TASK DESCRIPTION
If a line holds the word "inserted", copy it from the entries.
-- MATERIALS PROVIDED follows --
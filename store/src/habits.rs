use focuslab_types::{Day, Habit, HabitId};
use rusqlite::{Connection, params};

use crate::{Store, StoreError, StoreResult, is_constraint_violation};

fn encode_dates(dates: &[Day]) -> StoreResult<String> {
    serde_json::to_string(dates).map_err(|e| StoreError::Corrupt(e.to_string()))
}

fn decode_dates(id: &str, raw: &str) -> StoreResult<Vec<Day>> {
    serde_json::from_str(raw)
        .map_err(|e| StoreError::Corrupt(format!("habit {id} completed_dates: {e}")))
}

fn select_habits(conn: &Connection, owner: &str, limit: usize) -> StoreResult<Vec<Habit>> {
    let mut stmt = conn.prepare(
        "SELECT id, name, completed_dates FROM habits WHERE owner = ?1 ORDER BY rowid LIMIT ?2",
    )?;
    let limit = i64::try_from(limit).unwrap_or(i64::MAX);
    let rows = stmt
        .query_map(params![owner, limit], |row| {
            Ok((
                row.get::<_, String>(0)?,
                row.get::<_, String>(1)?,
                row.get::<_, String>(2)?,
            ))
        })?
        .collect::<rusqlite::Result<Vec<_>>>()?;

    rows.into_iter()
        .map(|(id, name, dates)| {
            let completed_dates = decode_dates(&id, &dates)?;
            Ok(Habit {
                id: HabitId::new(id),
                name,
                completed_dates,
            })
        })
        .collect()
}

impl Store {
    /// Habits owned by `owner` in insertion order, at most `limit`.
    pub fn list_habits(&self, owner: &str, limit: usize) -> StoreResult<Vec<Habit>> {
        select_habits(&self.conn(), owner, limit)
    }

    /// List habits, first creating the default set when `owner` has none.
    pub fn list_or_seed_habits(&self, owner: &str, limit: usize) -> StoreResult<Vec<Habit>> {
        let mut conn = self.conn();
        let tx = conn.transaction()?;
        let existing = select_habits(&tx, owner, limit)?;
        if !existing.is_empty() {
            return Ok(existing);
        }

        let defaults = Habit::defaults();
        for habit in &defaults {
            tx.execute(
                "INSERT INTO habits (owner, id, name, completed_dates) VALUES (?1, ?2, ?3, ?4)",
                params![
                    owner,
                    habit.id.as_str(),
                    habit.name,
                    encode_dates(&habit.completed_dates)?
                ],
            )?;
        }
        tx.commit()?;
        tracing::debug!(owner, count = defaults.len(), "Seeded default habits");
        Ok(defaults.into_iter().take(limit).collect())
    }

    pub fn insert_habit(&self, owner: &str, habit: &Habit) -> StoreResult<()> {
        let dates = encode_dates(&habit.completed_dates)?;
        let conn = self.conn();
        let inserted = conn.execute(
            "INSERT INTO habits (owner, id, name, completed_dates) VALUES (?1, ?2, ?3, ?4)",
            params![owner, habit.id.as_str(), habit.name, dates],
        );
        match inserted {
            Ok(_) => Ok(()),
            Err(e) if is_constraint_violation(&e) => {
                Err(StoreError::Conflict(format!("habit {}", habit.id)))
            }
            Err(e) => Err(e.into()),
        }
    }

    /// Store `habit` under `id`, replacing any existing habit with that id.
    ///
    /// The path id wins over `habit.id`.
    pub fn replace_habit(&self, owner: &str, id: &HabitId, habit: &Habit) -> StoreResult<()> {
        let dates = encode_dates(&habit.completed_dates)?;
        let conn = self.conn();
        conn.execute(
            "INSERT INTO habits (owner, id, name, completed_dates) VALUES (?1, ?2, ?3, ?4)
             ON CONFLICT(owner, id) DO UPDATE SET
                 name = excluded.name,
                 completed_dates = excluded.completed_dates",
            params![owner, id.as_str(), habit.name, dates],
        )?;
        Ok(())
    }
}
use serde::{Deserialize, Serialize};

use crate::{Day, HabitId};

/// Number of habit slots shown on the board.
pub const HABIT_SLOTS: usize = 4;

/// Name given to padding slots until the user renames them.
pub const PLACEHOLDER_NAME: &str = "Click to Edit";

/// Habits created for a user the first time their list is read.
pub const DEFAULT_HABITS: [(&str, &str); 3] = [
    ("h1", "Wake up 6am"),
    ("h2", "No A**"),
    ("h3", "NO dopamine"),
];

#[derive(Debug, Clone, PartialEq, Eq, Serialize, Deserialize)]
#[serde(rename_all = "camelCase")]
pub struct Habit {
    pub id: HabitId,
    pub name: String,
    #[serde(default)]
    pub completed_dates: Vec<Day>,
}

impl Habit {
    #[must_use]
    pub fn new(id: HabitId, name: impl Into<String>) -> Self {
        Self {
            id,
            name: name.into(),
            completed_dates: Vec::new(),
        }
    }

    #[must_use]
    pub fn placeholder(index: usize) -> Self {
        Self::new(HabitId::placeholder(index), PLACEHOLDER_NAME)
    }

    #[must_use]
    pub fn defaults() -> Vec<Self> {
        DEFAULT_HABITS
            .iter()
            .map(|(id, name)| Self::new(HabitId::new(*id), *name))
            .collect()
    }

    #[must_use]
    pub fn is_placeholder(&self) -> bool {
        self.id.is_placeholder()
    }

    #[must_use]
    pub fn is_done_on(&self, day: Day) -> bool {
        self.completed_dates.contains(&day)
    }

    /// Mark `day` done if it is not, otherwise unmark it.
    pub fn toggle(&mut self, day: Day) {
        if self.is_done_on(day) {
            self.completed_dates.retain(|d| *d != day);
        } else {
            self.completed_dates.push(day);
        }
    }
}

/// Fill `habits` up to [`HABIT_SLOTS`] with placeholders, dropping any extras.
#[must_use]
pub fn pad_habits(mut habits: Vec<Habit>) -> Vec<Habit> {
    while habits.len() < HABIT_SLOTS {
        let index = habits.len();
        habits.push(Habit::placeholder(index));
    }
    habits.truncate(HABIT_SLOTS);
    habits
}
-- MATERIALS PROVIDED concluded --
EXERCISE RESPONSE
        let inserted = conn.execute(
        match inserted {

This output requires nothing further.